*TASK TO COMPLETE*:
Go through the data below and return each line containing the word "else".

(Beginning of THE INPUT)

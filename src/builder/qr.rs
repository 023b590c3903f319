use std::ops::Deref;

use crate::common::format::{encode_format_bits, FORMAT_INFO_COORDS};
use crate::common::iter::EncRegionIter;
use crate::common::mask::MaskPattern;
use crate::common::metadata::{Color, ECLevel, SymbolNumber, Version};

#[derive(Debug, PartialEq, Eq, Clone, Copy)]
pub enum Module {
    Empty,
    Func(Color),
    Format(Color),
    Data(Color),
}

impl Deref for Module {
    type Target = Color;
    fn deref(&self) -> &Self::Target {
        match self {
            Module::Empty => &Color::Light,
            Module::Func(c) => c,
            Module::Format(c) => c,
            Module::Data(c) => c,
        }
    }
}

/// Module grid of a micro qr under construction.
#[derive(Debug, Clone)]
pub struct MicroQR {
    grid: Box<[Module; MAX_GRID_SIZE]>,
    w: usize,
    ver: Version,
    ecl: ECLevel,
    mask: Option<MaskPattern>,
}

// Micro QR type for builder
//------------------------------------------------------------------------------

impl MicroQR {
    pub fn new(ver: Version, ecl: ECLevel) -> Self {
        debug_assert!(ver.is_valid(), "Invalid version {}", *ver);

        let w = ver.width();
        Self { grid: Box::new([Module::Empty; MAX_GRID_SIZE]), w, ver, ecl, mask: None }
    }

    pub fn grid(&self) -> &[Module] {
        &self.grid[..self.w * self.w]
    }

    pub fn version(&self) -> Version {
        self.ver
    }

    pub fn width(&self) -> usize {
        self.w
    }

    pub fn ec_level(&self) -> ECLevel {
        self.ecl
    }

    pub fn mask(&self) -> Option<MaskPattern> {
        self.mask
    }

    /// Row major modules, 1 for dark and 0 for light.
    pub fn to_modules(&self) -> Vec<u8> {
        self.grid().iter().map(|m| (**m == Color::Dark) as u8).collect()
    }

    #[cfg(test)]
    pub fn to_debug_str(&self) -> String {
        let w = self.w as i16;
        let mut res = String::with_capacity((w * (w + 1)) as usize);
        res.push('\n');
        for i in 0..w {
            for j in 0..w {
                let c = match self.get(i, j) {
                    Module::Empty => '.',
                    Module::Func(Color::Dark) => 'f',
                    Module::Func(Color::Light) => 'F',
                    Module::Format(Color::Dark) => 'm',
                    Module::Format(Color::Light) => 'M',
                    Module::Data(Color::Dark) => 'd',
                    Module::Data(Color::Light) => 'D',
                };
                res.push(c);
            }
            res.push('\n');
        }
        res
    }

    fn coord_to_index(&self, r: i16, c: i16) -> usize {
        let w = self.w as i16;
        debug_assert!(-w <= r && r < w, "row should be greater than or equal to w");
        debug_assert!(-w <= c && c < w, "column should be greater than or equal to w");

        let r = if r < 0 { r + w } else { r };
        let c = if c < 0 { c + w } else { c };
        (r * w + c) as _
    }

    pub fn get(&self, r: i16, c: i16) -> Module {
        self.grid[self.coord_to_index(r, c)]
    }

    pub fn get_mut(&mut self, r: i16, c: i16) -> &mut Module {
        let index = self.coord_to_index(r, c);
        &mut self.grid[index]
    }

    pub fn set(&mut self, r: i16, c: i16, module: Module) {
        *self.get_mut(r, c) = module;
    }
}


// Finder pattern
//------------------------------------------------------------------------------

impl MicroQR {
    // Single finder in the top left corner, separator on its right and bottom
    fn draw_finder_pattern(&mut self) {
        for i in -3..=4 {
            for j in -3..=4 {
                self.set(
                    3 + i,
                    3 + j,
                    match (i, j) {
                        (4, _) | (_, 4) => Module::Func(Color::Light),
                        (3 | -3, _) | (_, 3 | -3) => Module::Func(Color::Dark),
                        (2 | -2, _) | (_, 2 | -2) => Module::Func(Color::Light),
                        _ => Module::Func(Color::Dark),
                    },
                );
            }
        }
    }
}

#[cfg(test)]
mod finder_pattern_tests {
    use super::MicroQR;
    use crate::common::metadata::{ECLevel, Version};

    #[test]
    fn test_finder_pattern() {
        let mut qr = MicroQR::new(Version::new(1).unwrap(), ECLevel::DetectionOnly);
        qr.draw_finder_pattern();
        assert_eq!(
            qr.to_debug_str(),
            "\n\
             fffffffF...\n\
             fFFFFFfF...\n\
             fFfffFfF...\n\
             fFfffFfF...\n\
             fFfffFfF...\n\
             fFFFFFfF...\n\
             fffffffF...\n\
             FFFFFFFF...\n\
             ...........\n\
             ...........\n\
             ...........\n"
        );
    }
}

// Timing pattern
//------------------------------------------------------------------------------

impl MicroQR {
    fn draw_timing_pattern(&mut self) {
        let last = self.w as i16 - 1;
        self.draw_line(0, 8, 0, last);
        self.draw_line(8, 0, last, 0);
    }

    fn draw_line(&mut self, r1: i16, c1: i16, r2: i16, c2: i16) {
        debug_assert!(r1 == r2 || c1 == c2, "Line is neither vertical nor horizontal");

        if r1 == r2 {
            for j in c1..=c2 {
                self.set(r1, j, Module::Func(Color::from_bit(j & 1 == 0)));
            }
        } else {
            for i in r1..=r2 {
                self.set(i, c1, Module::Func(Color::from_bit(i & 1 == 0)));
            }
        }
    }
}

#[cfg(test)]
mod timing_pattern_tests {
    use super::MicroQR;
    use crate::common::metadata::{ECLevel, Version};

    #[test]
    fn test_timing_pattern() {
        let mut qr = MicroQR::new(Version::new(2).unwrap(), ECLevel::M);
        qr.draw_timing_pattern();
        assert_eq!(
            qr.to_debug_str(),
            "\n\
             ........fFfFf\n\
             .............\n\
             .............\n\
             .............\n\
             .............\n\
             .............\n\
             .............\n\
             .............\n\
             f............\n\
             F............\n\
             f............\n\
             F............\n\
             f............\n"
        );
    }
}

// All function patterns
//------------------------------------------------------------------------------

impl MicroQR {
    pub fn draw_all_function_patterns(&mut self) {
        self.draw_finder_pattern();
        self.draw_timing_pattern();
        self.reserve_format_area();
    }
}


// Format info
//------------------------------------------------------------------------------

impl MicroQR {
    fn reserve_format_area(&mut self) {
        for &(r, c) in FORMAT_INFO_COORDS.iter() {
            self.set(r, c, Module::Format(Color::Dark));
        }
    }

    /// Writes the format word for `sn` and `mask`, bit `i` at the `i`th
    /// format coordinate.
    pub fn draw_format_info(&mut self, sn: SymbolNumber, mask: MaskPattern) {
        debug_assert_eq!(sn.version(), self.ver, "Symbol number doesn't match version");

        self.mask = Some(mask);
        let format_info = encode_format_bits(sn, mask);
        for (i, &(r, c)) in FORMAT_INFO_COORDS.iter().enumerate() {
            self.set(r, c, Module::Format(Color::from_bit((format_info >> i) & 1 == 1)));
        }
    }
}

// Encoding region
//------------------------------------------------------------------------------

impl MicroQR {
    /// Places data then ecc codewords along the encoding region. The low nibble
    /// of the last data codeword is skipped when `skip` points at it.
    pub fn draw_codewords(&mut self, codewords: &[u8], skip: Option<usize>) {
        let mut i = 0;
        for (r, c) in EncRegionIter::new(self.ver) {
            if Some(i) == skip {
                i += 4;
            }
            let bit = codewords.get(i >> 3).is_some_and(|b| (b >> (7 - (i & 7))) & 1 == 1);
            self.set(r, c, Module::Data(Color::from_bit(bit)));
            i += 1;
        }

        debug_assert!(!self.grid().contains(&Module::Empty), "Empty module found in debug");
    }

    /// Toggles data modules selected by the pattern. Applying the same pattern
    /// twice restores the grid.
    pub fn apply_mask(&mut self, pattern: MaskPattern) {
        let mask_fn = pattern.mask_functions();
        let w = self.w as i16;
        for r in 0..w {
            for c in 0..w {
                if mask_fn(r, c) {
                    if let Module::Data(clr) = self.get(r, c) {
                        self.set(r, c, Module::Data(!clr))
                    }
                }
            }
        }
    }
}


// Global constants
//------------------------------------------------------------------------------

// M4 grid
const MAX_GRID_SIZE: usize = 17 * 17;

(End of THE INPUT)

*FINISHED EXERCISE*:
        let r = if r < 0 { r + w } else { r };
        let c = if c < 0 { c + w } else { c };
        } else {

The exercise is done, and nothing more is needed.